Clow Elementary School is an elementary school located on Springdale Circle in Naperville, Illinois, a western Suburb of Chicago, Illinois in DuPage County. Clow Elementary School is one of the twenty-one elementary schools that Indian Prairie School District 204 manages.

==About==
The school opened in the year 1979 and along with the Thayer J. Hill Middle School was one of the first schools constructed following the creation of the district and the building of Waubonsie Valley High School. The school serves Indian Prairie School District 204.

The namesake of the school, Robert E. Clow, was the School Board President of District 40. Mr. Clow was a member of a prominent family who owned and operated farms in the region.

==Construction and building==
In 1979, when it started, Clow was located in a rural portion of Naperville. Although when the school was opened roads had been constructed leading to it, there were no houses. Volunteers from the neighborhood joined school personnel in landscaping the grounds, with the board members joining in to spend their weekends digging holes and planting bushes and trees.

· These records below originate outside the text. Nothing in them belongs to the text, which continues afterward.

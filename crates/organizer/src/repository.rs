use afisha_db::table::OrganizerRequest;
use sea_query::{Expr, ExprTrait, Query, SqliteQueryBuilder};
use sea_query_sqlx::SqlxBinder;
use sqlx::{SqlitePool, prelude::FromRow};

use crate::Status;

#[derive(Debug, Clone, FromRow)]
pub struct OrganizerRequestRow {
    pub id: String,
    pub user_id: String,
    pub status: sqlx::types::Text<Status>,
    pub message: String,
    pub admin_comment: Option<String>,
    pub created_at: i64,
    pub resolved_at: Option<i64>,
}

pub(crate) const REQUEST_COLUMNS: [OrganizerRequest; 7] = [
    OrganizerRequest::Id,
    OrganizerRequest::UserId,
    OrganizerRequest::Status,
    OrganizerRequest::Message,
    OrganizerRequest::AdminComment,
    OrganizerRequest::CreatedAt,
    OrganizerRequest::ResolvedAt,
];

pub(crate) async fn find(
    pool: &SqlitePool,
    id: impl Into<String>,
) -> afisha_shared::Result<Option<OrganizerRequestRow>> {
    let statement = Query::select()
        .columns(REQUEST_COLUMNS)
        .from(OrganizerRequest::Table)
        .and_where(Expr::col(OrganizerRequest::Id).eq(id.into()))
        .limit(1)
        .to_owned();

    let (sql, values) = statement.build_sqlx(SqliteQueryBuilder);

    Ok(
        sqlx::query_as_with::<_, OrganizerRequestRow, _>(&sql, values)
            .fetch_optional(pool)
            .await?,
    )
}

pub(crate) async fn has_pending(
    pool: &SqlitePool,
    user_id: &str,
) -> afisha_shared::Result<bool> {
    let statement = Query::select()
        .column(OrganizerRequest::Id)
        .from(OrganizerRequest::Table)
        .and_where(Expr::col(OrganizerRequest::UserId).eq(user_id))
        .and_where(Expr::col(OrganizerRequest::Status).eq(Status::Pending.to_string()))
        .limit(1)
        .to_owned();

    let (sql, values) = statement.build_sqlx(SqliteQueryBuilder);
    let row = sqlx::query_as_with::<_, (String,), _>(&sql, values)
        .fetch_optional(pool)
        .await?;

    Ok(row.is_some())
}

pub(crate) async fn insert(
    pool: &SqlitePool,
    row: &OrganizerRequestRow,
) -> afisha_shared::Result<()> {
    let statement = Query::insert()
        .into_table(OrganizerRequest::Table)
        .columns(REQUEST_COLUMNS)
        .values_panic([
            row.id.to_owned().into(),
            row.user_id.to_owned().into(),
            row.status.0.to_string().into(),
            row.message.to_owned().into(),
            row.admin_comment.to_owned().into(),
            row.created_at.into(),
            row.resolved_at.into(),
        ])
        .to_owned();

    let (sql, values) = statement.build_sqlx(SqliteQueryBuilder);
    sqlx::query_with(&sql, values).execute(pool).await?;

    Ok(())
}

/// Statement that records an admin decision on a pending request. Built
/// here, executed by the command inside its transaction.
pub(crate) fn decide_statement(
    id: &str,
    status: Status,
    admin_comment: &str,
    now: i64,
) -> (String, sea_query_sqlx::SqlxValues) {
    Query::update()
        .table(OrganizerRequest::Table)
        .values([
            (OrganizerRequest::Status, status.to_string().into()),
            (OrganizerRequest::AdminComment, admin_comment.into()),
            (OrganizerRequest::ResolvedAt, now.into()),
        ])
        .and_where(Expr::col(OrganizerRequest::Id).eq(id))
        .build_sqlx(SqliteQueryBuilder)
}
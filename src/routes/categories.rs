use afisha_event::{CategoryRow, CreateCategoryInput};
use afisha_shared::Actor;
use axum::{Extension, Json, extract::State, http::StatusCode};
use serde::Serialize;

use crate::error::{AppError, AppResult};

use super::AppState;

#[derive(Debug, Serialize)]
pub struct CategoryResponse {
    pub id: String,
    pub name: String,
    pub slug: String,
    pub description: Option<String>,
}

impl From<CategoryRow> for CategoryResponse {
    fn from(row: CategoryRow) -> Self {
        Self {
            id: row.id,
            name: row.name,
            slug: row.slug,
            description: row.description,
        }
    }
}

/// GET /categories
pub async fn list(State(state): State<AppState>) -> AppResult<Json<Vec<CategoryResponse>>> {
    let categories = state
        .event_query
        .categories()
        .await
        .map_err(AppError::Internal)?;

    Ok(Json(categories.into_iter().map(Into::into).collect()))
}

/// POST /categories (admin)
pub async fn create(
    State(state): State<AppState>,
    Extension(actor): Extension<Actor>,
    Json(input): Json<CreateCategoryInput>,
) -> AppResult<(StatusCode, Json<CategoryResponse>)> {
    let category = state.event.create_category(&actor, input).await?;

    Ok((StatusCode::CREATED, Json(category.into())))
}
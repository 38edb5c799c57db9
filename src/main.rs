use anyhow::Result;
use clap::{Parser, Subcommand};
use sqlx::migrate::MigrateDatabase;
use sqlx_migrator::{Migrate, Plan};

/// afisha - event discovery and management backend
#[derive(Parser)]
#[command(name = "afisha")]
#[command(about = "Event feed, moderation and RSVP backend", long_about = None)]
struct Cli {
    /// Path to configuration file
    #[arg(long, global = true)]
    config: Option<String>,

    #[command(subcommand)]
    command: Commands,
}

#[derive(Subcommand)]
enum Commands {
    /// Start the HTTP server
    Serve {
        /// Server host address (overrides config file)
        #[arg(long)]
        host: Option<String>,

        /// Server port (overrides config file)
        #[arg(long)]
        port: Option<u16>,
    },
    /// Run database migrations
    Migrate,
    /// Drop database if exists and recreate with migrations
    Reset,
    /// Promote an existing account to admin
    Admin {
        /// Email of the account
        email: String,
    },
}

#[tokio::main]
async fn main() -> Result<()> {
    let cli = Cli::parse();

    let config = afisha::config::Config::load(cli.config.clone())?;
    config.validate().map_err(|e| anyhow::anyhow!(e))?;

    afisha::observability::init_observability(
        "afisha",
        env!("CARGO_PKG_VERSION"),
        &config.observability.log_level,
    )?;

    match cli.command {
        Commands::Serve { host, port } => afisha::cli::server::serve(config, host, port).await,
        Commands::Migrate => migrate_command(config).await,
        Commands::Reset => reset_command(config).await,
        Commands::Admin { email } => afisha::cli::admin::promote(config, email).await,
    }
}

#[tracing::instrument(skip(config))]
async fn migrate_command(config: afisha::config::Config) -> Result<()> {
    tracing::info!("Running database migrations...");

    if !sqlx::Sqlite::database_exists(&config.database.url).await? {
        tracing::info!("Database does not exist, creating: {}", config.database.url);
        sqlx::Sqlite::create_database(&config.database.url).await?;
    }

    let pool = afisha::db::create_pool(&config.database.url, 1).await?;
    let mut conn = pool.acquire().await?;
    afisha_db::migrator()?
        .run(&mut conn, &Plan::apply_all())
        .await?;
    drop(conn);
    pool.close().await;

    tracing::info!("Migrations completed successfully");

    Ok(())
}

#[tracing::instrument(skip(config))]
async fn reset_command(config: afisha::config::Config) -> Result<()> {
    tracing::info!("Resetting database...");

    if sqlx::Sqlite::database_exists(&config.database.url).await? {
        tracing::warn!("Dropping existing database: {}", config.database.url);
        sqlx::Sqlite::drop_database(&config.database.url).await?;
    } else {
        tracing::info!("Database does not exist, nothing to drop");
    }

    migrate_command(config).await?;

    tracing::info!("Database reset completed successfully");

    Ok(())
}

The walls of the library media center in the school has a large mural painted by a parent in 2013 featuring a boy riding a dragon.

==Academics==
The school has maintained high levels of proficiency in English language and arts, math, and science, significantly above the district and state levels. The school is placed in the top five percent in Illinois in terms of overall test scores in math and reading proficiency.